From 78ea623df20b44309cc6ac9848ed18e97fc4ed03 Mon Sep 17 00:00:00 2001
From: Alex W <embezzle.dev@proton.me>
Date: Sun, 21 Apr 2024 21:59:56 +0100
Subject: T6237: IPSec remote access VPN: ability to set EAP ID of clients

---
 data/templates/ipsec/swanctl/remote_access.j2 | 2 +-
 1 file changed, 1 insertion(+), 1 deletion(-)

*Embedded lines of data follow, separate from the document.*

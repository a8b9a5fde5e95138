//! Run reports in JSON or JSON Lines.
//!
//! A report is the list of [`JobOutcome`]s of a batch: one record per file
//! with its output path or the stage that failed.

use serde::Serialize;
use std::io::{self, Write};

use crate::types::JobOutcome;

/// Report format options.
#[derive(Debug, Clone, Copy, PartialEq, Eq, Default)]
pub enum OutputFormat {
    /// A single JSON array
    #[default]
    Json,
    /// One JSON object per line (newline-delimited JSON)
    JsonLines,
}

/// Serializes job outcomes to a writer.
pub struct OutputWriter<W: Write> {
    writer: W,
    format: OutputFormat,
    pretty: bool,
    items_written: usize,
}

impl<W: Write> OutputWriter<W> {
    /// `pretty` only affects the JSON format; JSON Lines is always compact.
    pub fn new(writer: W, format: OutputFormat, pretty: bool) -> Self {
        Self {
            writer,
            format,
            pretty,
            items_written: 0,
        }
    }

    /// Write one record as a line. Used to stream outcomes as they finish.
    pub fn write_line<T: Serialize>(&mut self, item: &T) -> io::Result<()> {
        serde_json::to_writer(&mut self.writer, item).map_err(io::Error::other)?;
        writeln!(self.writer)?;
        self.items_written += 1;
        Ok(())
    }

    /// Write a whole batch: an array for JSON, one line each for JSON Lines.
    pub fn write_outcomes(&mut self, outcomes: &[JobOutcome]) -> io::Result<()> {
        match self.format {
            OutputFormat::Json => {
                if self.pretty {
                    serde_json::to_writer_pretty(&mut self.writer, outcomes)
                        .map_err(io::Error::other)?;
                } else {
                    serde_json::to_writer(&mut self.writer, outcomes).map_err(io::Error::other)?;
                }
                writeln!(self.writer)?;
                self.items_written += outcomes.len();
            }
            OutputFormat::JsonLines => {
                for outcome in outcomes {
                    self.write_line(outcome)?;
                }
            }
        }
        Ok(())
    }

    /// Records written so far.
    pub fn items_written(&self) -> usize {
        self.items_written
    }

    pub fn flush(&mut self) -> io::Result<()> {
        self.writer.flush()
    }
}

#[cfg(test)]
mod tests {
    use super::*;
    use std::path::PathBuf;

    fn outcomes() -> Vec<JobOutcome> {
        vec![
            JobOutcome::Written {
                source: PathBuf::from("in/a.png"),
                output: PathBuf::from("output/a.jpg"),
                elapsed_ms: 12,
            },
            JobOutcome::Failed {
                source: PathBuf::from("in/b.cr2"),
                stage: "raw-decode".to_string(),
                message: "no embedded preview".to_string(),
                elapsed_ms: 3,
            },
        ]
    }

    #[test]
    fn test_write_json_array() {
        let mut buffer = Vec::new();
        let mut writer = OutputWriter::new(&mut buffer, OutputFormat::Json, false);
        writer.write_outcomes(&outcomes()).unwrap();
        assert_eq!(writer.items_written(), 2);

        let output = String::from_utf8(buffer).unwrap();
        assert!(output.starts_with('['));
        assert!(output.trim().ends_with(']'));

        let parsed: Vec<serde_json::Value> = serde_json::from_str(&output).unwrap();
        assert_eq!(parsed[0]["status"], "written");
        assert_eq!(parsed[1]["status"], "failed");
        assert_eq!(parsed[1]["stage"], "raw-decode");
    }

    #[test]
    fn test_write_jsonl() {
        let mut buffer = Vec::new();
        let mut writer = OutputWriter::new(&mut buffer, OutputFormat::JsonLines, true);
        writer.write_outcomes(&outcomes()).unwrap();

        let output = String::from_utf8(buffer).unwrap();
        let lines: Vec<&str> = output.trim().split('\n').collect();
        assert_eq!(lines.len(), 2);
        let first: JobOutcome = serde_json::from_str(lines[0]).unwrap();
        assert!(first.is_success());
        assert!(lines[1].contains("\"source\":\"in/b.cr2\""));
    }
}
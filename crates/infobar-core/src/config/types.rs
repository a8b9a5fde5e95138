//! Sub-configuration structs with their defaults.

use serde::{Deserialize, Serialize};
use std::path::PathBuf;

/// Processing settings.
#[derive(Debug, Clone, Serialize, Deserialize)]
#[serde(default)]
pub struct ProcessingConfig {
    /// Maximum number of files processed at the same time
    pub max_workers: usize,

    /// Raster formats decoded directly
    pub supported_formats: Vec<String>,

    /// Camera RAW formats developed before annotation
    pub raw_formats: Vec<String>,
}

impl Default for ProcessingConfig {
    fn default() -> Self {
        Self {
            max_workers: 32,
            supported_formats: ["png", "jpg", "jpeg", "tiff", "bmp", "gif"]
                .iter()
                .map(|s| s.to_string())
                .collect(),
            raw_formats: ["cr2", "arw", "nef", "rw2", "raf"]
                .iter()
                .map(|s| s.to_string())
                .collect(),
        }
    }
}

impl ProcessingConfig {
    /// Whether `ext` names a RAW format (case-insensitive).
    pub fn is_raw(&self, ext: &str) -> bool {
        self.raw_formats.iter().any(|f| f.eq_ignore_ascii_case(ext))
    }

    /// Whether `ext` is accepted at all, raster or RAW (case-insensitive).
    pub fn accepts(&self, ext: &str) -> bool {
        self.is_raw(ext)
            || self
                .supported_formats
                .iter()
                .any(|f| f.eq_ignore_ascii_case(ext))
    }
}

/// Output settings.
#[derive(Debug, Clone, Serialize, Deserialize)]
#[serde(default)]
pub struct OutputConfig {
    /// Directory receiving `<stem>.jpg` files, relative to the working directory
    pub dir: PathBuf,

    /// JPEG quality for the annotated images (1-100)
    pub jpeg_quality: u8,
}

impl Default for OutputConfig {
    fn default() -> Self {
        Self {
            dir: PathBuf::from("output"),
            jpeg_quality: 95,
        }
    }
}

/// Font files for the four text roles drawn into the bar.
#[derive(Debug, Clone, Serialize, Deserialize)]
#[serde(default)]
pub struct FontsConfig {
    /// Capture summary line ("ISO-100 | F/2.8 | ...")
    pub summary: String,

    /// Camera model label next to the logo
    pub model: String,

    /// Capture date and time
    pub timestamp: String,

    /// Copyright or default signature
    pub signature: String,
}

impl Default for FontsConfig {
    fn default() -> Self {
        Self {
            summary: "~/.infobar/fonts/summary.ttf".to_string(),
            model: "~/.infobar/fonts/model.ttf".to_string(),
            timestamp: "~/.infobar/fonts/timestamp.ttf".to_string(),
            signature: "~/.infobar/fonts/signature.ttf".to_string(),
        }
    }
}

/// Bundled asset locations.
#[derive(Debug, Clone, Serialize, Deserialize)]
#[serde(default)]
pub struct AssetsConfig {
    /// Directory holding `<Make>.jpg` camera logos
    pub logo_dir: String,

    /// Font files
    pub fonts: FontsConfig,
}

impl Default for AssetsConfig {
    fn default() -> Self {
        Self {
            logo_dir: "~/.infobar/logos".to_string(),
            fonts: FontsConfig::default(),
        }
    }
}

/// Fallback strings drawn when a tag is missing.
#[derive(Debug, Clone, Serialize, Deserialize)]
#[serde(default)]
pub struct LabelsConfig {
    /// Shown for a missing ISO, aperture, exposure or focal length
    pub unknown: String,

    /// Shown when no capture timestamp was recorded
    pub unknown_time: String,

    /// Attribution used when neither Copyright nor Artist is set
    pub default_signature: String,
}

impl Default for LabelsConfig {
    fn default() -> Self {
        Self {
            unknown: "unknown".to_string(),
            unknown_time: "unknown time".to_string(),
            default_signature: "Shot on film, developed in code".to_string(),
        }
    }
}

/// Logging settings.
#[derive(Debug, Clone, Serialize, Deserialize)]
#[serde(default)]
pub struct LoggingConfig {
    /// Log level: error, warn, info, debug, trace
    pub level: String,

    /// Log format: "pretty" or "json"
    pub format: String,
}

impl Default for LoggingConfig {
    fn default() -> Self {
        Self {
            level: "info".to_string(),
            format: "pretty".to_string(),
        }
    }
}
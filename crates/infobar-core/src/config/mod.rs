//! Configuration management for infobar.
//!
//! Configuration is loaded from the platform config directory with defaults
//! for every field, so a missing file or a partial file is always valid.

mod types;
mod validate;

pub use types::*;

use crate::error::ConfigError;
use serde::{Deserialize, Serialize};
use std::path::{Path, PathBuf};

/// Root configuration structure.
#[derive(Debug, Clone, Default, Serialize, Deserialize)]
#[serde(default)]
pub struct Config {
    /// Processing settings
    pub processing: ProcessingConfig,

    /// Output settings
    pub output: OutputConfig,

    /// Fonts and logos
    pub assets: AssetsConfig,

    /// Fallback strings
    pub labels: LabelsConfig,

    /// Logging settings
    pub logging: LoggingConfig,
}

impl Config {
    /// Load configuration from the default location.
    ///
    /// Returns default configuration if the file doesn't exist.
    pub fn load() -> Result<Self, ConfigError> {
        let path = Self::default_path();
        if path.exists() {
            Self::load_from(&path)
        } else {
            Ok(Self::default())
        }
    }

    /// Load configuration from a specific file path.
    pub fn load_from(path: &Path) -> Result<Self, ConfigError> {
        let content = std::fs::read_to_string(path)?;
        let config: Config = toml::from_str(&content)?;
        config.validate()?;
        Ok(config)
    }

    /// Get the default config file path.
    ///
    /// - macOS: ~/Library/Application Support/com.infobar.infobar/config.toml
    /// - Linux: ~/.config/infobar/config.toml
    /// - Windows: C:\Users\<User>\AppData\Roaming\infobar\config\config.toml
    ///
    /// Falls back to ~/.infobar/config.toml if directory detection fails.
    pub fn default_path() -> PathBuf {
        directories::ProjectDirs::from("com", "infobar", "infobar")
            .map(|dirs| dirs.config_dir().to_path_buf().join("config.toml"))
            .unwrap_or_else(|| {
                let home = std::env::var("HOME").unwrap_or_else(|_| ".".to_string());
                PathBuf::from(home).join(".infobar").join("config.toml")
            })
    }

    /// Resolved logo directory (with ~ expansion).
    pub fn logo_dir(&self) -> PathBuf {
        expand(&self.assets.logo_dir)
    }

    /// Resolved font paths in role order: summary, model, timestamp, signature.
    pub fn font_paths(&self) -> [PathBuf; 4] {
        let fonts = &self.assets.fonts;
        [
            expand(&fonts.summary),
            expand(&fonts.model),
            expand(&fonts.timestamp),
            expand(&fonts.signature),
        ]
    }

    /// Serialize the config to a pretty TOML string.
    pub fn to_toml(&self) -> Result<String, ConfigError> {
        toml::to_string_pretty(self).map_err(|e| ConfigError::ValidationError(e.to_string()))
    }

    /// Re-run range checks after CLI overrides were applied.
    pub fn check(&self) -> Result<(), ConfigError> {
        self.validate()
    }
}

fn expand(path: &str) -> PathBuf {
    PathBuf::from(shellexpand::tilde(path).into_owned())
}
//! Finding the photos to annotate in an input directory.

use std::collections::HashSet;
use std::path::{Path, PathBuf};
use walkdir::WalkDir;

use crate::config::ProcessingConfig;
use crate::error::PipelineError;

/// Finds supported files directly inside a directory.
pub struct FileDiscovery {
    config: ProcessingConfig,
}

/// Information about a discovered file.
#[derive(Debug, Clone)]
pub struct DiscoveredFile {
    /// Full path to the file
    pub path: PathBuf,
    /// File size in bytes
    pub size: u64,
}

/// Files to process plus those left out because their output name was taken.
#[derive(Debug, Default)]
pub struct Discovery {
    pub files: Vec<DiscoveredFile>,
    pub duplicates: Vec<PathBuf>,
}

impl FileDiscovery {
    pub fn new(config: ProcessingConfig) -> Self {
        Self { config }
    }

    /// List supported files in `dir`, sorted by path, one per file stem.
    ///
    /// Subdirectories are not entered. When two files share a stem (say
    /// `a.png` and `a.cr2`) the first in path order wins.
    pub fn discover(&self, dir: &Path) -> Result<Discovery, PipelineError> {
        if !dir.is_dir() {
            return Err(PipelineError::InputNotFound(dir.to_path_buf()));
        }
        std::fs::read_dir(dir).map_err(|e| PipelineError::InputUnreadable {
            path: dir.to_path_buf(),
            message: e.to_string(),
        })?;

        let mut found: Vec<DiscoveredFile> = WalkDir::new(dir)
            .min_depth(1)
            .max_depth(1)
            .follow_links(true)
            .into_iter()
            .filter_map(|entry| match entry {
                Ok(entry) => Some(entry),
                Err(e) => {
                    tracing::warn!("Skipping unreadable entry in {:?}: {}", dir, e);
                    None
                }
            })
            .filter(|e| e.file_type().is_file() && self.is_supported(e.path()))
            .filter_map(|e| {
                let size = e.metadata().ok()?.len();
                Some(DiscoveredFile {
                    path: e.into_path(),
                    size,
                })
            })
            .collect();

        // Sort by path for deterministic ordering
        found.sort_by(|a, b| a.path.cmp(&b.path));

        let mut stems = HashSet::new();
        let mut discovery = Discovery::default();
        for file in found {
            let stem = file.path.file_stem().map(|s| s.to_os_string());
            if stems.insert(stem) {
                discovery.files.push(file);
            } else {
                tracing::warn!(
                    "Skipping {:?}: another file already writes the same output name",
                    file.path
                );
                discovery.duplicates.push(file.path);
            }
        }
        Ok(discovery)
    }

    fn is_supported(&self, path: &Path) -> bool {
        path.extension()
            .and_then(|ext| ext.to_str())
            .is_some_and(|ext| self.config.accepts(ext))
    }

}

impl Discovery {
    /// Total size of the files to process, in bytes.
    pub fn total_size(&self) -> u64 {
        self.files.iter().map(|f| f.size).sum()
    }
}

#[cfg(test)]
mod tests {
    use super::*;

    fn touch(dir: &Path, name: &str) {
        std::fs::write(dir.join(name), b"x").unwrap();
    }

    #[test]
    fn test_is_supported() {
        let discovery = FileDiscovery::new(ProcessingConfig::default());

        assert!(discovery.is_supported(Path::new("test.jpg")));
        assert!(discovery.is_supported(Path::new("test.JPG")));
        assert!(discovery.is_supported(Path::new("test.tiff")));
        assert!(discovery.is_supported(Path::new("test.Cr2")));
        assert!(discovery.is_supported(Path::new("test.raf")));
        assert!(!discovery.is_supported(Path::new("test.webp")));
        assert!(!discovery.is_supported(Path::new("test.txt")));
        assert!(!discovery.is_supported(Path::new("noext")));
    }

    #[test]
    fn test_discover_sorted_and_flat() {
        let dir = tempfile::tempdir().unwrap();
        touch(dir.path(), "c.PNG");
        touch(dir.path(), "a.jpg");
        touch(dir.path(), "b.nef");
        touch(dir.path(), "notes.txt");
        std::fs::create_dir(dir.path().join("nested")).unwrap();
        touch(&dir.path().join("nested"), "d.jpg");
        std::fs::create_dir(dir.path().join("folder.jpg")).unwrap();

        let found = FileDiscovery::new(ProcessingConfig::default())
            .discover(dir.path())
            .unwrap();
        let names: Vec<_> = found
            .files
            .iter()
            .map(|f| f.path.file_name().unwrap().to_string_lossy().into_owned())
            .collect();
        assert_eq!(names, vec!["a.jpg", "b.nef", "c.PNG"]);
        assert!(found.duplicates.is_empty());
        assert_eq!(found.total_size(), 3);
    }

    #[test]
    fn test_duplicate_stems_keep_first() {
        let dir = tempfile::tempdir().unwrap();
        touch(dir.path(), "shot.png");
        touch(dir.path(), "shot.cr2");
        touch(dir.path(), "other.jpg");

        let found = FileDiscovery::new(ProcessingConfig::default())
            .discover(dir.path())
            .unwrap();
        assert_eq!(found.files.len(), 2);
        assert!(found.files.iter().any(|f| f.path.ends_with("shot.cr2")));
        assert_eq!(found.duplicates, vec![dir.path().join("shot.png")]);
    }

    #[test]
    fn test_missing_input_dir() {
        let err = FileDiscovery::new(ProcessingConfig::default())
            .discover(Path::new("/nonexistent/photos"))
            .unwrap_err();
        assert!(matches!(err, PipelineError::InputNotFound(_)));
    }

    #[test]
    fn test_file_is_not_an_input_dir() {
        let dir = tempfile::tempdir().unwrap();
        touch(dir.path(), "a.jpg");
        let result = FileDiscovery::new(ProcessingConfig::default()).discover(&dir.path().join("a.jpg"));
        assert!(matches!(result, Err(PipelineError::InputNotFound(_))));
    }

    #[cfg(unix)]
    #[test]
    fn test_unreadable_input_dir_is_fatal() {
        use std::os::unix::fs::PermissionsExt;

        let dir = tempfile::tempdir().unwrap();
        let locked = dir.path().join("locked");
        std::fs::create_dir(&locked).unwrap();
        touch(&locked, "a.jpg");
        std::fs::set_permissions(&locked, std::fs::Permissions::from_mode(0o000)).unwrap();

        // Privileged users read through permission bits
        let listable = std::fs::read_dir(&locked).is_ok();
        let result = FileDiscovery::new(ProcessingConfig::default()).discover(&locked);
        std::fs::set_permissions(&locked, std::fs::Permissions::from_mode(0o755)).unwrap();
        if listable {
            return;
        }

        let err = result.unwrap_err();
        assert!(matches!(err, PipelineError::InputUnreadable { .. }));
        assert_eq!(err.stage(), "input");
        assert!(err.to_string().contains("locked"));
    }
}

(limited to 'data/templates')

diff --git a/data/templates/ipsec/swanctl/remote_access.j2 b/data/templates/ipsec/swanctl/remote_access.j2
index adfa32bde..6bced88c7 100644
--- a/data/templates/ipsec/swanctl/remote_access.j2
+++ b/data/templates/ipsec/swanctl/remote_access.j2
@@ -33,7 +33,7 @@
             auth = pubkey
 {% elif rw_conf.authentication.client_mode.startswith("eap") %}
             auth = {{ rw_conf.authentication.client_mode }}
-            eap_id = %any
+            eap_id = {{ '%any' if rw_conf.authentication.eap_id == 'any' else rw_conf.authentication.eap_id }}
 {% endif %}
 {% if rw_conf.authentication.client_mode is vyos_defined('eap-tls') or rw_conf.authentication.client_mode is vyos_defined('x509') %}
 {#          pass all configured CAs as filenames, separated by commas #}
-- 
cgit v1.2.3